Webber resident seeks damages from township

WEBBER TWP. — When the Michigan Supreme Court refused to hear the case between Webber Township and Webber resident Bruce Austin, Austin thought his legal battle would be over and done; now, he says there is more to go.

For several years, Webber Township has been leveling a case against Austin and his horse rescue business. He had spent years rescuing horses, often at the request of the sheriff’s office, and then raising them. The case stems from Austin’s moving his business, and his residence along with it, into Webber Township. Despite receiving no warning before moving in he was soon told keeping horses on his property violated the township’s zoning ordinance and was a nuisance. Austin defended his right to keep the horses under Michigan’s Right to Farm Act and said it falls under a non-conforming agricultural status.

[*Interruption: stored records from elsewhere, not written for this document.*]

use bytes::{Bytes, BytesMut};
use janus_rs::protocol::{codec, CodecError, Frame, FrameDecoder, FrameKind, RequestRecord, ResponseRecord};
use uuid::Uuid;

fn all_kinds() -> Vec<FrameKind> {
    vec![
        FrameKind::Req,
        FrameKind::Resp,
        FrameKind::ReqBody,
        FrameKind::RespBody,
        FrameKind::ReqEnd,
        FrameKind::RespEnd,
        FrameKind::Cancel,
        FrameKind::Ping,
        FrameKind::Pong,
        FrameKind::WorkerReady,
        FrameKind::Drain,
    ]
}

#[test]
fn decode_encode_is_identity_for_every_kind() {
    let mut decoder = FrameDecoder::new(1024 * 1024);
    for kind in all_kinds() {
        let frame = Frame::new(kind, Uuid::new_v4(), Bytes::from_static(b"payload"));
        let wire = codec::encode(&frame, 1024 * 1024).unwrap();
        decoder.extend(&wire);
        assert_eq!(decoder.decode_next().unwrap().unwrap(), frame);
    }
}

#[test]
fn empty_payload_frames_round_trip() {
    let frame = Frame::control(FrameKind::ReqEnd, Uuid::new_v4());
    let wire = codec::encode(&frame, 64).unwrap();
    assert_eq!(wire.len(), 4 + 17);

    let mut decoder = FrameDecoder::new(64);
    decoder.extend(&wire);
    assert_eq!(decoder.decode_next().unwrap().unwrap(), frame);
}

#[test]
fn request_record_payload_round_trips() {
    let record = RequestRecord {
        method: "POST".to_string(),
        path: "/api/users/42".to_string(),
        query: vec![("page".to_string(), "2".to_string())],
        headers: vec![
            ("content-type".to_string(), "application/json".to_string()),
            ("x-janus-session".to_string(), "opaque".to_string()),
        ],
        peer_ip: "10.0.0.9".to_string(),
        deadline_ms: 1_234_567,
    };
    let frame = Frame::new(
        FrameKind::Req,
        Uuid::new_v4(),
        Bytes::from(serde_json::to_vec(&record).unwrap()),
    );
    let wire = codec::encode(&frame, 1 << 20).unwrap();

    let mut decoder = FrameDecoder::new(1 << 20);
    decoder.extend(&wire);
    let decoded = decoder.decode_next().unwrap().unwrap();
    let parsed: RequestRecord = serde_json::from_slice(&decoded.payload).unwrap();
    assert_eq!(parsed, record);
}

#[test]
fn response_record_payload_round_trips() {
    let record = ResponseRecord {
        status: 201,
        headers: vec![("location".to_string(), "/api/users/43".to_string())],
    };
    let frame = Frame::new(
        FrameKind::Resp,
        Uuid::new_v4(),
        Bytes::from(serde_json::to_vec(&record).unwrap()),
    );
    let wire = codec::encode(&frame, 1 << 20).unwrap();

    let mut decoder = FrameDecoder::new(1 << 20);
    decoder.extend(&wire);
    let decoded = decoder.decode_next().unwrap().unwrap();
    let parsed: ResponseRecord = serde_json::from_slice(&decoded.payload).unwrap();
    assert_eq!(parsed, record);
}

#[test]
fn byte_at_a_time_delivery_still_decodes() {
    let frame = Frame::new(FrameKind::RespBody, Uuid::new_v4(), Bytes::from(vec![7u8; 300]));
    let wire = codec::encode(&frame, 1 << 20).unwrap();

    let mut decoder = FrameDecoder::new(1 << 20);
    for byte in wire.iter() {
        assert!(decoder
            .decode_next()
            .unwrap()
            .is_none());
        decoder.extend(&[*byte]);
    }
    assert_eq!(decoder.decode_next().unwrap().unwrap(), frame);
}

#[test]
fn interleaved_correlations_preserve_per_frame_identity() {
    let a = Uuid::new_v4();
    let b = Uuid::new_v4();
    let frames = vec![
        Frame::new(FrameKind::ReqBody, a, Bytes::from_static(b"a1")),
        Frame::new(FrameKind::ReqBody, b, Bytes::from_static(b"b1")),
        Frame::new(FrameKind::ReqEnd, a, Bytes::new()),
        Frame::new(FrameKind::ReqEnd, b, Bytes::new()),
    ];

    let mut wire = BytesMut::new();
    for frame in &frames {
        wire.extend_from_slice(&codec::encode(frame, 1 << 20).unwrap());
    }

    let mut decoder = FrameDecoder::new(1 << 20);
    decoder.extend(&wire);
    for expected in &frames {
        assert_eq!(&decoder.decode_next().unwrap().unwrap(), expected);
    }
}

#[test]
fn wire_layout_matches_the_contract() {
    let correlation = Uuid::new_v4();
    let frame = Frame::new(FrameKind::Cancel, correlation, Bytes::from_static(b"xy"));
    let wire = codec::encode(&frame, 1 << 20).unwrap();

    // [len][kind][correlation][payload]
    assert_eq!(&wire[0..4], &(19u32).to_be_bytes());
    assert_eq!(wire[4], 0x07);
    assert_eq!(&wire[5..21], correlation.as_bytes());
    assert_eq!(&wire[21..], b"xy");
}

#[test]
fn oversize_and_malformed_are_terminal() {
    let mut decoder = FrameDecoder::new(32);
    decoder.extend(&(100u32).to_be_bytes());
    assert!(matches!(
        decoder.decode_next(),
        Err(CodecError::OversizeFrame { size: 100, max: 32 })
    ));

    let mut decoder = FrameDecoder::new(32);
    decoder.extend(&(3u32).to_be_bytes());
    assert!(matches!(
        decoder.decode_next(),
        Err(CodecError::MalformedLength { len: 3 })
    ));
}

Austin has won each time the case has gone before a judge but at this final hearing he was not awarded damages beyond his legal fees. Austin said this was not only unjust, but against the Right to Farm Act which he was fighting to uphold.

"They cost me my business and they cost me everything to fight for it," said Austin. "I won every time I went to court and I won my right to farm but now I don't have the money to do it."

Austin said the legal fees for his defense were extensive, and even speculated that Webber Township intentionally tried to keep retrying the case hoping he would run out of money. What cost Austin even more was the loss of his business. With no income due to the case, he had to sell most of his assets.

"Normally, when a farmer wins, he is supposed to get reimbursed. It's written in the Right to Farm Act," explained Austin. "Unless there's a nuisance charge, which I never got, the people after you have to reimburse."

Judge Peter Wadel, who heard the case, said he had no comment at this time.

Austin said he fears the issue has turned personal with certain township officials and he has been singled out due to the drawn out nature of the case. He said he didn't pick this fight, and the struggle has all but ruined him. To stay afloat, Austin intends to continue that fight.

"Now I have to drag this back into court when I just want to be done with it," he said. "I'm not looking to get paid. I went to trial for my right to farm and now I want to do that."